Edgar Huckert's Music Notation Editor HUNoEd V3
Overview
Between 2014 and 2024 I wrote my own music notation editor called HUNoEd.
The editor is completely written in C++ and uses heavily wxWidgets. To the wxWidgets team:
thank you for creating and maintaining wxWxWidgets.
Some screenshots
- classical medium size trio.
The three-part trio is by Anton Filtz, a composer from the Mozart period.
- a score with two parts.
Shows a dialog for insertion/modification of a clef. Shows also some
annotations, among them tempo changes for the MIDI player.
These tempo changes are suppressed in printouts.
- A two-part Jazz-like score showing guitar chords
and a a dialog for the basic score settings. The chord symbols are transposable, i.e. they are changed
if the score is transposed to an other tonality.
Main features of HUNoEd:
- is portable between Windows and Linux
- uses MusicXML as basic format
- has a builtin MIDI player
- can print
- can export scores to LilyPond
- is intended to be simple-to-use
Copyright
I restrict the use of HUNoEd to non commercial use.

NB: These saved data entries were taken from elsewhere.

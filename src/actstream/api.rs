//! # API Facade
//!
//! Thin facade over the command layer, the single entry point for all
//! actstream operations. It dispatches, nothing more: business logic lives
//! in `commands/*.rs`, platform access behind the [`Platform`] trait, and
//! randomness in the injected [`Rng`].
//!
//! Generic over both collaborators so tests can pair `MemoryPlatform` with
//! a seeded `StdRng` while the binary pairs `JsonPlatform` with OS entropy.

use crate::commands;
use crate::error::Result;
use crate::platform::Platform;
use rand::Rng;

pub struct ActivityApi<P: Platform, R: Rng> {
    platform: P,
    rng: R,
}

impl<P: Platform, R: Rng> ActivityApi<P, R> {
    pub fn new(platform: P, rng: R) -> Self {
        Self { platform, rng }
    }

    pub fn create(&mut self, opts: &commands::CreateOpts) -> Result<commands::CmdResult> {
        commands::create::run(&mut self.platform, &mut self.rng, opts)
    }

    pub fn list(&self, filter: &commands::list::ListFilter) -> Result<commands::CmdResult> {
        commands::list::run(&self.platform, filter)
    }

    pub fn get(&self, id: u64) -> Result<commands::CmdResult> {
        commands::get::run(&self.platform, id)
    }

    pub fn delete(&mut self, id: u64) -> Result<commands::CmdResult> {
        commands::delete::run(&mut self.platform, id)
    }

    pub fn spam(&mut self, id: u64) -> Result<commands::CmdResult> {
        commands::moderate::spam(&mut self.platform, id)
    }

    pub fn ham(&mut self, id: u64) -> Result<commands::CmdResult> {
        commands::moderate::ham(&mut self.platform, id)
    }

    pub fn post_update(
        &mut self,
        user_id: u64,
        content: Option<String>,
        group_id: Option<u64>,
    ) -> Result<commands::CmdResult> {
        commands::post_update::run(&mut self.platform, &mut self.rng, user_id, content, group_id)
    }

    pub fn comment(
        &mut self,
        activity_id: u64,
        user_id: Option<u64>,
        content: Option<String>,
    ) -> Result<commands::CmdResult> {
        commands::comment::run(
            &mut self.platform,
            &mut self.rng,
            activity_id,
            user_id,
            content,
        )
    }

    pub fn delete_comment(
        &mut self,
        activity_id: u64,
        comment_id: u64,
    ) -> Result<commands::CmdResult> {
        commands::delete_comment::run(&mut self.platform, activity_id, comment_id)
    }

    pub fn permalink(&self, id: u64) -> Result<commands::CmdResult> {
        commands::permalink::run(&self.platform, id)
    }

    pub fn generate(
        &mut self,
        count: usize,
        opts: &commands::CreateOpts,
        skip_comments: bool,
    ) -> Result<commands::CmdResult> {
        commands::generate::run(&mut self.platform, &mut self.rng, count, opts, skip_comments)
    }
}

pub use commands::list::ListFilter;
pub use commands::{CmdMessage, CmdResult, CreateOpts, MessageLevel};

#[cfg(test)]
mod tests {
    use super::*;
    use crate::platform::memory::fixtures::PlatformFixture;
    use rand::rngs::StdRng;
    use rand::SeedableRng;

    #[test]
    fn dispatches_create_then_get() {
        let fixture = PlatformFixture::new().with_user(1, "Ada");
        let mut api = ActivityApi::new(fixture.platform, StdRng::seed_from_u64(1));

        let opts = CreateOpts {
            component: Some("profile".to_string()),
            kind: Some("new_member".to_string()),
            ..CreateOpts::default()
        };
        let created = api.create(&opts).unwrap();
        let fetched = api.get(created.created_ids[0]).unwrap();
        assert_eq!(fetched.activities[0].kind, "new_member");
    }
}
use crate::commands::CmdResult;
use crate::error::{ActError, Result};
use crate::platform::Platform;

pub fn run<P: Platform>(platform: &P, id: u64) -> Result<CmdResult> {
    let link = platform
        .activity_permalink(id)?
        .ok_or(ActError::ActivityNotFound(id))?;
    Ok(CmdResult::default().with_permalinks(vec![link]))
}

This is also valid for the source code.
Use HUNoEd
This document explains the basic editing methods.
There is also a help document available in HUNoEd under the "Info" menu.
Download source code, build instructions and binaries
You will get here:
- the complete source code in a ZIP file
- make files for Windows and Linux
- executables for Windows and Linux/Ubuntu (INTEL CPUs)
- a font containing musical symbols (glyphs)
- a basic set of documentation (help file in HTML format)
- a small collection of MusicXML scores to test
How to build HUNoEd
Here is a short introduction in PDF.
Producing sound with HUNoEd
This is described here (PDF).
HUNoEd problems
See this PDF document.
Changes for V3
- mproved: transposal of chord symbols, warning shown if extreme notes are produced
key/clef change: warning shown if extreme notes are produced
- changed: handling of tenor and alto clefs
- improved: common flag handling, automatism can be prohibited
- improved: help file
- fixed: transposal problem with pauses/rests
- introduced: tempo changes (BPM objects)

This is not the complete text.